Welcome back readers! One of the first things you might notice is the title... 201, you ask, when did you publish 101?
The short answer is I didn't. But as you're a paying member of a website devoted to making you money off of Magic via good speculation, thus 101 was joining this site and reading the forums. So you passed that course already, but now we'll delve a little deeper into the concept of speculating.
Speculating on goods has been around for a long time. In ancient times people would store food when they were concerned about future weather or crop yields in order to 1) eat later and b) sell later for a higher profit to the people who didn't store up food.
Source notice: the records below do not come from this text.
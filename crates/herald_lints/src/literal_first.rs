//! The literal-first rule.
//!
//! A top-level command path must begin with a literal; an argument cannot
//! start a command. The builder accepts such declarations structurally
//! (patterns may legitimately start at argument nodes below the root), so
//! this lint is what rejects them at namespace roots.

use herald_foundation::{Diagnostic, DiagnosticKind, Reporter};
use herald_grammar::Environment;

/// Checks every namespace root for argument-first command paths.
pub fn check(env: &Environment, reporter: &mut dyn Reporter) {
    for ns in env.namespaces() {
        let tree = ns.tree();
        for id in tree.roots() {
            let node = tree.node(id);
            if node.identity().is_argument() {
                reporter.report(Diagnostic::new(
                    DiagnosticKind::ArgumentRoot,
                    node.site().clone(),
                    "commands must start with literals",
                ));
            }
        }
    }
}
The simple concept of using the resources at your disposal to make larger gains in the future by postponing current profit is the essence of speculating.
Not only do you get the future reward when you're correct that the items you bought at a low price are now worth more, but also a feeling of accomplishment that you followed your intuition and it paid off. (But hey, you already knew that; consider it the refresher.)
Profit to Effort Ratio (P:E)
Since everyone's goal here is to turn a profit (whether to create enough wealth to give up your existing job or simply to play a game you love for free), we need to first determine our profit-to-effort ratio.
One way to think of this is as dollars per hour (as anyone who works hourly can tell you, it's a pretty simple concept). Another could be rate of return per month, quarter or year. Personally, I use dollars per hour because it's such an easy concept and I haven't been tracking my spec targets as carefully as I could.
Billy buys 60 copies of a card at $1. He waits two months and the card doubles to $2. (Good Job Billy!)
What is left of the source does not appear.